# [Your assignment]
Among the entries that follow, find every line with the word "update" and copy it.

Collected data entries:

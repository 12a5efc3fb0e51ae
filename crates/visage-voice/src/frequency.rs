//! Frequency driver - mouth shapes from live audio energy
//!
//! Mean spectrum energy runs through a single-pole low-pass; the mouth opens
//! with the smoothed energy plus its rate of change, so consonant onsets
//! still read after smoothing. Funnel and pucker only engage at higher
//! energy.

use visage_core::{MOUTH_FUNNEL, MOUTH_OPEN, MOUTH_PUCKER};
use visage_rig::ChannelRegistry;

use crate::{SpectrumRead, SpectrumSource};

/// Upper bound of the energy-driven mouth opening
pub const MAX_MOUTH_OPEN: f32 = 0.9;

/// Outcome of one driver tick
#[derive(Debug, Clone, Copy, PartialEq, Eq)]
pub enum DriverStatus {
    /// Mouth channels were written
    Active,
    /// No driver is live
    Idle,
    /// Audio input is gone; nothing was written
    Detached,
}

/// Audio energy state of one analyser session
#[derive(Debug, Clone, Copy, Default, PartialEq)]
pub struct AudioEnergy {
    pub smoothed: f32,
    pub prev: f32,
}

impl AudioEnergy {
    /// Fold in one frame's energy. Returns the absolute change.
    pub fn update(&mut self, energy: f32) -> f32 {
        self.smoothed = self.smoothed * 0.5 + energy * 0.5;
        let delta = (self.smoothed - self.prev).abs();
        self.prev = self.smoothed;
        delta
    }
}

/// Mean bin magnitude normalized to [0, 1]
pub fn mean_energy(bins: &[u8]) -> f32 {
    if bins.is_empty() {
        return 0.0;
    }
    let sum: u64 = bins.iter().map(|&b| b as u64).sum();
    sum as f32 / bins.len() as f32 / 255.0
}

/// Target mouth opening for a smoothed energy and its change
pub fn mouth_open_target(smoothed: f32, delta: f32) -> f32 {
    (smoothed * 4.0 + delta * 3.0).clamp(0.0, MAX_MOUTH_OPEN)
}

/// Energy-driven lip sync
#[derive(Debug, Clone, Default)]
pub struct FrequencyDriver {
    energy: AudioEnergy,
    bins: Vec<u8>,
}

impl FrequencyDriver {
    pub fn new() -> Self {
        Self::default()
    }

    pub fn energy(&self) -> AudioEnergy {
        self.energy
    }

    /// Forget the energy history (new analyser input)
    pub fn reset(&mut self) {
        self.energy = AudioEnergy::default();
    }

    /// Poll the source and drive the mouth
    pub fn tick<S: SpectrumSource + ?Sized>(
        &mut self,
        registry: &mut ChannelRegistry,
        source: &mut S,
    ) -> DriverStatus {
        let mut bins = std::mem::take(&mut self.bins);
        let status = match source.read_bins(&mut bins) {
            SpectrumRead::Ready => {
                self.apply_bins(registry, &bins);
                DriverStatus::Active
            }
            SpectrumRead::Detached => DriverStatus::Detached,
        };
        self.bins = bins;
        status
    }

    /// Drive the mouth from one frame of bins
    pub fn apply_bins(&mut self, registry: &mut ChannelRegistry, bins: &[u8]) {
        let delta = self.energy.update(mean_energy(bins));
        let smoothed = self.energy.smoothed;

        registry.ease_everywhere(MOUTH_OPEN, mouth_open_target(smoothed, delta), 0.5);

        let funnel = if smoothed > 0.3 { smoothed * 0.3 } else { 0.0 };
        registry.ease_everywhere(MOUTH_FUNNEL, funnel, 0.2);

        // below the threshold pucker keeps whatever it had
        if smoothed > 0.5 {
            registry.ease_everywhere(MOUTH_PUCKER, (smoothed - 0.5) * 0.4, 0.2);
        }
    }
}

/// Current value of a channel on the first mesh exposing it
#[cfg(test)]
pub(crate) fn first(registry: &ChannelRegistry, channel: &str) -> f32 {
    registry.values(channel).first().copied().unwrap_or(0.0)
}

#[cfg(test)]
pub(crate) fn mouth_rig() -> ChannelRegistry {
    use visage_rig::{MorphTargets, SceneGraph, SceneNode};
    ChannelRegistry::index(&SceneGraph::new(
        SceneNode::group("root")
            .with_child(SceneNode::mesh(
                "Head",
                MorphTargets::new([MOUTH_OPEN, MOUTH_FUNNEL, MOUTH_PUCKER]),
            ))
            .with_child(SceneNode::mesh("Teeth", MorphTargets::new([MOUTH_OPEN]))),
    ))
}
#[cfg(test)]
mod tests {
    use super::*;
    use visage_core::{ALL_CHANNELS, MOUTH_CHANNELS, MOUTH_OPEN};
    use visage_rig::{MorphTargets, SceneGraph, SceneNode};
    use visage_voice::{spectrum_channel, StaticSpectrum};

    const DT: f32 = 1.0 / 60.0;

    fn face() -> ChannelRegistry {
        ChannelRegistry::index(&SceneGraph::new(
            SceneNode::group("Avatar")
                .with_child(SceneNode::bone("Hips").with_child(SceneNode::bone("Neck")))
                .with_child(SceneNode::mesh("Wolf3D_Head", MorphTargets::new(ALL_CHANNELS)))
                .with_child(SceneNode::mesh(
                    "Wolf3D_Teeth",
                    MorphTargets::new([MOUTH_OPEN]),
                )),
        ))
    }

    fn compositor(seed: u64) -> FrameCompositor {
        FrameCompositor::new(AvatarConfig::default().with_seed(seed)).unwrap()
    }

    fn mouth_open(registry: &ChannelRegistry) -> Vec<f32> {
        registry.values(MOUTH_OPEN)
    }

    #[test]
    fn test_rejects_invalid_config() {
        let mut config = AvatarConfig::default();
        config.idle.sway_interval = 0.0;
        assert!(FrameCompositor::new(config).is_err());
    }

    #[test]
    fn test_starts_at_rest() {
        let compositor = compositor(1);
        assert_eq!(compositor.root().position.y, -4.8);
        assert_eq!(compositor.lipsync_kind(), LipSyncKind::Idle);
        assert_eq!(compositor.now(), FrameTime::ZERO);
    }

    #[test]
    fn test_silent_face_leaves_mouth_alone() {
        let mut registry = face();
        let mut compositor = compositor(1);

        for _ in 0..180 {
            assert_eq!(compositor.tick(&mut registry, DT).delta, DT);
        }
        assert!(mouth_open(&registry).iter().all(|&v| v == 0.0));
        assert_eq!(compositor.stats().ticks, 180);
        assert!((compositor.now().elapsed - 3.0).abs() < 1e-3);
        assert!((compositor.root().position.y + 4.8).abs() <= 0.01 + 1e-6);
    }

    #[test]
    fn test_speech_start_opens_procedural_session() {
        let mut registry = face();
        let mut compositor = compositor(2);

        compositor.handle(&mut registry, SpeechEvent::Started);
        assert_eq!(compositor.lipsync_kind(), LipSyncKind::ProceduralSpeech);
        let session = *compositor.session().unwrap();
        assert_eq!(session.source, SessionSource::Procedural);
        assert_eq!(session.id, SessionId::new(1));

        let mut peak: f32 = 0.0;
        for _ in 0..180 {
            compositor.tick(&mut registry, DT);
            for v in mouth_open(&registry) {
                assert!((0.0..=0.85).contains(&v));
                peak = peak.max(v);
            }
        }
        assert!(peak > 0.3);
        assert_eq!(compositor.stats().speech_sessions, 1);
    }

    #[test]
    fn test_speech_end_zeroes_mouth_immediately() {
        let mut registry = face();
        let mut compositor = compositor(3);

        compositor.set_speaking(&mut registry, true);
        for _ in 0..90 {
            compositor.tick(&mut registry, DT);
        }
        compositor.handle(&mut registry, SpeechEvent::Ended);

        for channel in MOUTH_CHANNELS {
            assert!(registry.values(channel).iter().all(|&v| v == 0.0));
        }
        compositor.tick(&mut registry, DT);
        assert!(mouth_open(&registry).iter().all(|&v| v == 0.0));
        assert_eq!(compositor.lipsync_kind(), LipSyncKind::Idle);
        assert!(compositor.session().is_none());
    }

    #[test]
    fn test_failed_speech_ends_session() {
        let mut registry = face();
        let mut compositor = compositor(3);

        compositor.handle(&mut registry, SpeechEvent::Started);
        compositor.tick(&mut registry, DT);
        compositor.handle(&mut registry, SpeechEvent::Failed);
        assert!(!compositor.is_speaking());
        assert_eq!(compositor.lipsync_kind(), LipSyncKind::Idle);
    }

    #[test]
    fn test_repeated_start_keeps_session() {
        let mut registry = face();
        let mut compositor = compositor(4);

        compositor.set_speaking(&mut registry, true);
        for _ in 0..30 {
            compositor.tick(&mut registry, DT);
        }
        let id = compositor.session().map(|s| s.id);
        compositor.set_speaking(&mut registry, true);
        assert_eq!(compositor.session().map(|s| s.id), id);
        assert_eq!(compositor.stats().speech_sessions, 1);
    }

    #[test]
    fn test_analyser_takes_over_from_procedural() {
        let mut registry = face();
        let mut compositor = compositor(5);

        compositor.set_speaking(&mut registry, true);
        for _ in 0..20 {
            compositor.tick(&mut registry, DT);
        }
        compositor.attach_analyser(&mut registry, Box::new(StaticSpectrum::constant(64, 0)));

        // procedural state is gone and the mouth was closed
        assert_eq!(compositor.lipsync_kind(), LipSyncKind::FrequencyDriven);
        assert!(mouth_open(&registry).iter().all(|&v| v == 0.0));
        assert_eq!(compositor.session().map(|s| s.id), Some(SessionId::new(2)));

        for _ in 0..30 {
            compositor.tick(&mut registry, DT);
        }
        assert!(mouth_open(&registry).iter().all(|&v| v == 0.0));
        assert_eq!(compositor.stats().analyser_sessions, 1);
    }

    #[test]
    fn test_speech_end_keeps_analyser_session() {
        let mut registry = face();
        let mut compositor = compositor(5);

        compositor.attach_analyser(&mut registry, Box::new(StaticSpectrum::constant(64, 200)));
        compositor.set_speaking(&mut registry, true);
        assert_eq!(compositor.lipsync_kind(), LipSyncKind::FrequencyDriven);
        compositor.tick(&mut registry, DT);
        compositor.set_speaking(&mut registry, false);
        assert_eq!(compositor.lipsync_kind(), LipSyncKind::FrequencyDriven);

        assert!(compositor.detach_analyser(&mut registry));
        assert!(!compositor.detach_analyser(&mut registry));
        assert_eq!(compositor.lipsync_kind(), LipSyncKind::Idle);
    }

    #[test]
    fn test_audio_loss_mid_speech_falls_back_to_procedural() {
        let mut registry = face();
        let mut compositor = compositor(6);
        let (feed, tap) = spectrum_channel();

        compositor.set_speaking(&mut registry, true);
        compositor.attach_analyser(&mut registry, Box::new(tap));
        feed.publish(&[180; 128]);
        compositor.tick(&mut registry, DT);
        assert!(mouth_open(&registry)[0] > 0.0);

        drop(feed);
        assert_eq!(compositor.drive_lipsync(&mut registry, DT), DriverStatus::Detached);
        assert!(mouth_open(&registry).iter().all(|&v| v == 0.0));
        assert_eq!(compositor.lipsync_kind(), LipSyncKind::ProceduralSpeech);
        let session = *compositor.session().unwrap();
        assert_eq!(session.source, SessionSource::Procedural);

        let mut seen = Vec::new();
        for _ in 0..60 {
            compositor.tick(&mut registry, DT);
            seen.push(mouth_open(&registry)[0]);
        }
        assert!(seen.iter().all(|v| (0.0..=0.85).contains(v)));
        assert!(seen.windows(2).any(|w| w[0] != w[1]));

        compositor.set_speaking(&mut registry, false);
        compositor.tick(&mut registry, DT);
        for channel in MOUTH_CHANNELS {
            assert!(registry.values(channel).iter().all(|&v| v == 0.0));
        }
        assert_eq!(compositor.lipsync_kind(), LipSyncKind::Idle);
    }

    #[test]
    fn test_detach_mid_speech_keeps_mouth_moving() {
        let mut registry = face();
        let mut compositor = compositor(6);

        compositor.set_speaking(&mut registry, true);
        compositor.attach_analyser(&mut registry, Box::new(StaticSpectrum::constant(64, 255)));
        for _ in 0..30 {
            compositor.tick(&mut registry, DT);
        }
        assert!((mouth_open(&registry)[0] - 0.9).abs() < 1e-3);

        assert!(compositor.detach_analyser(&mut registry));
        assert!(mouth_open(&registry).iter().all(|&v| v == 0.0));
        assert_eq!(compositor.lipsync_kind(), LipSyncKind::ProceduralSpeech);

        let mut distinct = Vec::new();
        for _ in 0..60 {
            compositor.tick(&mut registry, DT);
            let open = mouth_open(&registry)[0];
            assert!(open <= 0.85);
            if !distinct.contains(&open) {
                distinct.push(open);
            }
        }
        assert!(distinct.len() > 1);

        compositor.set_speaking(&mut registry, false);
        compositor.tick(&mut registry, DT);
        assert!(mouth_open(&registry).iter().all(|&v| v == 0.0));
    }

    #[test]
    fn test_audio_loss_while_silent_goes_idle() {
        let mut registry = face();
        let mut compositor = compositor(6);
        let (feed, tap) = spectrum_channel();

        compositor.attach_analyser(&mut registry, Box::new(tap));
        feed.publish(&[180; 128]);
        compositor.tick(&mut registry, DT);
        feed.close();
        compositor.tick(&mut registry, DT);

        assert_eq!(compositor.lipsync_kind(), LipSyncKind::Idle);
        assert!(compositor.session().is_none());
        assert!(mouth_open(&registry).iter().all(|&v| v == 0.0));
    }

    #[test]
    fn test_animate_records_tick_duration() {
        let mut registry = face();
        let mut compositor = compositor(2);

        assert_eq!(compositor.stats().last_tick_duration, Duration::ZERO);
        compositor.set_speaking(&mut registry, true);
        for _ in 0..20 {
            compositor.tick(&mut registry, DT);
        }
        assert!(compositor.stats().last_tick_duration > Duration::ZERO);
        assert_eq!(compositor.stats().ticks, 20);
    }

    #[test]
    fn test_expression_switches_while_speaking() {
        let mut registry = face();
        let mut compositor = compositor(7);

        compositor.set_speaking(&mut registry, true);
        for _ in 0..(5 * 60) {
            compositor.tick(&mut registry, DT);
        }
        assert_eq!(compositor.stats().expression_switches, 2);
        assert_ne!(compositor.expression(), Expression::Neutral);
    }

    #[test]
    fn test_shutdown_closes_mouth() {
        let mut registry = face();
        let mut compositor = compositor(8);

        compositor.set_speaking(&mut registry, true);
        for _ in 0..10 {
            compositor.tick(&mut registry, DT);
        }
        compositor.shutdown(&mut registry);
        assert!(!compositor.is_speaking());
        assert!(mouth_open(&registry).iter().all(|&v| v == 0.0));
    }

    #[test]
    fn test_same_seed_same_animation() {
        let mut registry_a = face();
        let mut registry_b = face();
        let mut a = compositor(99);
        let mut b = compositor(99);

        for i in 0..240 {
            if i == 60 {
                a.set_speaking(&mut registry_a, true);
                b.set_speaking(&mut registry_b, true);
            }
            a.tick(&mut registry_a, DT);
            b.tick(&mut registry_b, DT);
        }
        assert_eq!(a.root(), b.root());
        for channel in ALL_CHANNELS {
            assert_eq!(registry_a.values(channel), registry_b.values(channel));
        }
    }

    #[test]
    fn test_bad_deltas_do_not_move_clock() {
        let mut registry = face();
        let mut compositor = compositor(1);

        compositor.tick(&mut registry, -1.0);
        compositor.tick(&mut registry, f32::NAN);
        assert_eq!(compositor.now().elapsed, 0.0);
        assert_eq!(compositor.stats().ticks, 2);
    }

    mod props {
        use super::*;
        use proptest::prelude::*;

        #[derive(Debug, Clone)]
        enum Step {
            Speak(bool),
            Attach(u8),
            Detach,
            Ticks(u8),
        }

        fn step() -> impl Strategy<Value = Step> {
            prop_oneof![
                any::<bool>().prop_map(Step::Speak),
                any::<u8>().prop_map(Step::Attach),
                Just(Step::Detach),
                (1u8..20).prop_map(Step::Ticks),
            ]
        }

        proptest! {
            #[test]
            fn mouth_closes_once_speech_and_audio_are_gone(
                seed in any::<u64>(),
                steps in prop::collection::vec(step(), 1..30),
            ) {
                let mut registry = face();
                let mut compositor = compositor(seed);

                for step in steps {
                    match step {
                        Step::Speak(on) => compositor.set_speaking(&mut registry, on),
                        Step::Attach(level) => compositor.attach_analyser(
                            &mut registry,
                            Box::new(StaticSpectrum::constant(64, level)),
                        ),
                        Step::Detach => {
                            compositor.detach_analyser(&mut registry);
                        }
                        Step::Ticks(n) => {
                            for _ in 0..n {
                                compositor.tick(&mut registry, DT);
                                for v in mouth_open(&registry) {
                                    prop_assert!((0.0..=0.9).contains(&v));
                                }
                            }
                        }
                    }
                }

                compositor.detach_analyser(&mut registry);
                compositor.set_speaking(&mut registry, false);
                compositor.tick(&mut registry, DT);

                prop_assert_eq!(compositor.lipsync_kind(), LipSyncKind::Idle);
                for channel in MOUTH_CHANNELS {
                    prop_assert!(registry.values(channel).iter().all(|&v| v == 0.0));
                }
            }
        }
    }
}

# [Exercise response]
    pub fn update(&mut self, energy: f32) -> f32 {
        let delta = self.energy.update(mean_energy(bins));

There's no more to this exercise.